What is expected:
Reproduce the records below exactly, with nothing altered.

Stored entries:
- Opening Delimiter -
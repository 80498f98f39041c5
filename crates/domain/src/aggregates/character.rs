//! Character aggregate - the owner of a spirit die pool and techniques
//!
//! # Rustic DDD Design
//!
//! - **Private fields**: All fields are encapsulated
//! - **Newtypes**: `CharacterName`, `PathName` and `Level` are valid by construction
//! - **Domain events**: Mutations return outcome types (`CharacterUpdate`, `LevelChange`)

use chrono::{DateTime, Utc};
use serde::{Deserialize, Serialize};

use crate::events::{CharacterUpdate, LevelChange};
use crate::ids::CharacterId;
use crate::value_objects::{CharacterName, Level, PathName};

/// A player character tracked by the spirit dice sheet.
///
/// # Invariants
///
/// - `name` and `path` are non-empty and <= 200 characters
/// - `level` is always within 1..=20
#[derive(Debug, Clone, PartialEq, Eq, Serialize, Deserialize)]
#[serde(rename_all = "camelCase")]
pub struct Character {
    id: CharacterId,
    name: CharacterName,
    path: PathName,
    level: Level,
    #[serde(default)]
    portrait_url: Option<String>,
    created_at: DateTime<Utc>,
}

impl Character {
    pub fn new(name: CharacterName, path: PathName, level: Level, created_at: DateTime<Utc>) -> Self {
        Self {
            id: CharacterId::new(),
            name,
            path,
            level,
            portrait_url: None,
            created_at,
        }
    }

    // =========================================================================
    // Accessors
    // =========================================================================

    pub fn id(&self) -> CharacterId {
        self.id
    }

    pub fn name(&self) -> &CharacterName {
        &self.name
    }

    pub fn path(&self) -> &PathName {
        &self.path
    }

    pub fn level(&self) -> Level {
        self.level
    }

    pub fn portrait_url(&self) -> Option<&str> {
        self.portrait_url.as_deref()
    }

    pub fn created_at(&self) -> DateTime<Utc> {
        self.created_at
    }

    // =========================================================================
    // Builders
    // =========================================================================

    pub fn with_id(mut self, id: CharacterId) -> Self {
        self.id = id;
        self
    }

    pub fn with_portrait(mut self, url: impl Into<String>) -> Self {
        self.portrait_url = Some(url.into());
        self
    }

    // =========================================================================
    // Mutations
    // =========================================================================

    pub fn set_name(&mut self, name: CharacterName) -> CharacterUpdate {
        if self.name == name {
            return CharacterUpdate::Unchanged;
        }
        let from = std::mem::replace(&mut self.name, name.clone());
        CharacterUpdate::NameChanged { from, to: name }
    }

    pub fn set_path(&mut self, path: PathName) -> CharacterUpdate {
        if self.path == path {
            return CharacterUpdate::Unchanged;
        }
        let from = std::mem::replace(&mut self.path, path.clone());
        CharacterUpdate::PathChanged { from, to: path }
    }

    pub fn set_portrait(&mut self, url: Option<String>) -> CharacterUpdate {
        if self.portrait_url == url {
            return CharacterUpdate::Unchanged;
        }
        let from = std::mem::replace(&mut self.portrait_url, url.clone());
        CharacterUpdate::PortraitChanged { from, to: url }
    }

    /// Change the level. Returns `None` if the level is unchanged.
    pub fn set_level(&mut self, level: Level) -> Option<LevelChange> {
        if self.level == level {
            return None;
        }
        let from = self.level;
        self.level = level;
        Some(LevelChange { from, to: level })
    }
}
//! Character level and the spirit die provisioning table.

use serde::{Deserialize, Serialize};
use std::fmt;

use super::DieSize;
use crate::error::DomainError;

use DieSize::{D10, D12, D4, D6, D8};

/// Baseline spirit dice per level, index 0 = level 1.
///
/// Existing characters depend on these exact values.
const LEVEL_DICE: [&[DieSize]; 20] = [
    &[D4],
    &[D4],
    &[D4, D4],
    &[D4, D4],
    &[D4, D4],
    &[D4, D6],
    &[D4, D6],
    &[D6, D6],
    &[D6, D6],
    &[D6, D8],
    &[D6, D8],
    &[D8, D8],
    &[D8, D8],
    &[D8, D10],
    &[D8, D10],
    &[D10, D10],
    &[D10, D10],
    &[D10, D12],
    &[D10, D12],
    &[D12, D12],
];

/// Baseline dice for an arbitrary level.
///
/// Total: any level outside 1..=20 falls back to a single d4.
pub fn provision_for_level(level: i64) -> Vec<DieSize> {
    usize::try_from(level)
        .ok()
        .and_then(|l| l.checked_sub(1))
        .and_then(|idx| LEVEL_DICE.get(idx))
        .map(|dice| dice.to_vec())
        .unwrap_or_else(|| vec![D4])
}

/// A validated character level (1..=20)
#[derive(Debug, Clone, Copy, PartialEq, Eq, PartialOrd, Ord, Hash, Serialize, Deserialize)]
#[serde(try_from = "i64", into = "u8")]
pub struct Level(u8);

impl Level {
    pub const MIN: u8 = 1;
    pub const MAX: u8 = 20;

    /// Create a new validated level.
    ///
    /// # Errors
    ///
    /// Returns `DomainError::Validation` if the level is outside 1..=20.
    pub fn new(level: i64) -> Result<Self, DomainError> {
        if level < i64::from(Self::MIN) || level > i64::from(Self::MAX) {
            return Err(DomainError::validation(format!(
                "Level must be between {} and {}",
                Self::MIN,
                Self::MAX
            )));
        }
        Ok(Self(level as u8))
    }

    pub fn value(self) -> u8 {
        self.0
    }

    /// Baseline spirit dice for this level.
    pub fn baseline_dice(self) -> Vec<DieSize> {
        provision_for_level(i64::from(self.0))
    }
}

impl Default for Level {
    fn default() -> Self {
        Self(Self::MIN)
    }
}

impl fmt::Display for Level {
    fn fmt(&self, f: &mut fmt::Formatter<'_>) -> fmt::Result {
        write!(f, "{}", self.0)
    }
}

impl TryFrom<i64> for Level {
    type Error = DomainError;

    fn try_from(value: i64) -> Result<Self, Self::Error> {
        Self::new(value)
    }
}

impl From<Level> for u8 {
    fn from(level: Level) -> u8 {
        level.0
    }
}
- Closing Delimiter -
Solution to this problem:
repository 80498f98f39041c5
filename crates/domain/src/aggregates/character.rs
//! Character aggregate - the owner of a spirit die pool and techniques
//!
//! # Rustic DDD Design
//!
//! - **Private fields**: All fields are encapsulated
//! - **Newtypes**: `CharacterName`, `PathName` and `Level` are valid by construction
//! - **Domain events**: Mutations return outcome types (`CharacterUpdate`, `LevelChange`)

use chrono::{DateTime, Utc};
use serde::{Deserialize, Serialize};

use crate::events::{CharacterUpdate, LevelChange};
use crate::ids::CharacterId;
use crate::value_objects::{CharacterName, Level, PathName};

/// A player character tracked by the spirit dice sheet.
///
/// # Invariants
///
/// - `name` and `path` are non-empty and <= 200 characters
/// - `level` is always within 1..=20
#[derive(Debug, Clone, PartialEq, Eq, Serialize, Deserialize)]
#[serde(rename_all = "camelCase")]
pub struct Character {
    id: CharacterId,
    name: CharacterName,
    path: PathName,
    level: Level,
    #[serde(default)]
    portrait_url: Option<String>,
    created_at: DateTime<Utc>,
}

impl Character {
    pub fn new(name: CharacterName, path: PathName, level: Level, created_at: DateTime<Utc>) -> Self {
        Self {
            id: CharacterId::new(),
            name,
            path,
            level,
            portrait_url: None,
            created_at,
        }
    }

    // =========================================================================
    // Accessors
    // =========================================================================

    pub fn id(&self) -> CharacterId {
        self.id
    }

    pub fn name(&self) -> &CharacterName {
        &self.name
    }

    pub fn path(&self) -> &PathName {
        &self.path
    }

    pub fn level(&self) -> Level {
        self.level
    }

    pub fn portrait_url(&self) -> Option<&str> {
        self.portrait_url.as_deref()
    }

    pub fn created_at(&self) -> DateTime<Utc> {
        self.created_at
    }

    // =========================================================================
    // Builders
    // =========================================================================

    pub fn with_id(mut self, id: CharacterId) -> Self {
        self.id = id;
        self
    }

    pub fn with_portrait(mut self, url: impl Into<String>) -> Self {
        self.portrait_url = Some(url.into());
        self
    }

    // =========================================================================
    // Mutations
    // =========================================================================

    pub fn set_name(&mut self, name: CharacterName) -> CharacterUpdate {
        if self.name == name {
            return CharacterUpdate::Unchanged;
        }
        let from = std::mem::replace(&mut self.name, name.clone());
        CharacterUpdate::NameChanged { from, to: name }
    }

    pub fn set_path(&mut self, path: PathName) -> CharacterUpdate {
        if self.path == path {
            return CharacterUpdate::Unchanged;
        }
        let from = std::mem::replace(&mut self.path, path.clone());
        CharacterUpdate::PathChanged { from, to: path }
    }

    pub fn set_portrait(&mut self, url: Option<String>) -> CharacterUpdate {
        if self.portrait_url == url {
            return CharacterUpdate::Unchanged;
        }
        let from = std::mem::replace(&mut self.portrait_url, url.clone());
        CharacterUpdate::PortraitChanged { from, to: url }
    }

    /// Change the level. Returns `None` if the level is unchanged.
    pub fn set_level(&mut self, level: Level) -> Option<LevelChange> {
        if self.level == level {
            return None;
        }
        let from = self.level;
        self.level = level;
        Some(LevelChange { from, to: level })
    }
}
//! Character level and the spirit die provisioning table.

use serde::{Deserialize, Serialize};
use std::fmt;

use super::DieSize;
use crate::error::DomainError;

use DieSize::{D10, D12, D4, D6, D8};

/// Baseline spirit dice per level, index 0 = level 1.
///
/// Existing characters depend on these exact values.
const LEVEL_DICE: [&[DieSize]; 20] = [
    &[D4],
    &[D4],
    &[D4, D4],
    &[D4, D4],
    &[D4, D4],
    &[D4, D6],
    &[D4, D6],
    &[D6, D6],
    &[D6, D6],
    &[D6, D8],
    &[D6, D8],
    &[D8, D8],
    &[D8, D8],
    &[D8, D10],
    &[D8, D10],
    &[D10, D10],
    &[D10, D10],
    &[D10, D12],
    &[D10, D12],
    &[D12, D12],
];

/// Baseline dice for an arbitrary level.
///
/// Total: any level outside 1..=20 falls back to a single d4.
pub fn provision_for_level(level: i64) -> Vec<DieSize> {
    usize::try_from(level)
        .ok()
        .and_then(|l| l.checked_sub(1))
        .and_then(|idx| LEVEL_DICE.get(idx))
        .map(|dice| dice.to_vec())
        .unwrap_or_else(|| vec![D4])
}

/// A validated character level (1..=20)
#[derive(Debug, Clone, Copy, PartialEq, Eq, PartialOrd, Ord, Hash, Serialize, Deserialize)]
#[serde(try_from = "i64", into = "u8")]
pub struct Level(u8);

impl Level {
    pub const MIN: u8 = 1;
    pub const MAX: u8 = 20;

    /// Create a new validated level.
    ///
    /// # Errors
    ///
    /// Returns `DomainError::Validation` if the level is outside 1..=20.
    pub fn new(level: i64) -> Result<Self, DomainError> {
        if level < i64::from(Self::MIN) || level > i64::from(Self::MAX) {
            return Err(DomainError::validation(format!(
                "Level must be between {} and {}",
                Self::MIN,
                Self::MAX
            )));
        }
        Ok(Self(level as u8))
    }

    pub fn value(self) -> u8 {
        self.0
    }

    /// Baseline spirit dice for this level.
    pub fn baseline_dice(self) -> Vec<DieSize> {
        provision_for_level(i64::from(self.0))
    }
}

impl Default for Level {
    fn default() -> Self {
        Self(Self::MIN)
    }
}

impl fmt::Display for Level {
    fn fmt(&self, f: &mut fmt::Formatter<'_>) -> fmt::Result {
        write!(f, "{}", self.0)
    }
}

impl TryFrom<i64> for Level {
    type Error = DomainError;

    fn try_from(value: i64) -> Result<Self, Self::Error> {
        Self::new(value)
    }
}

impl From<Level> for u8 {
    fn from(level: Level) -> u8 {
        level.0
    }
}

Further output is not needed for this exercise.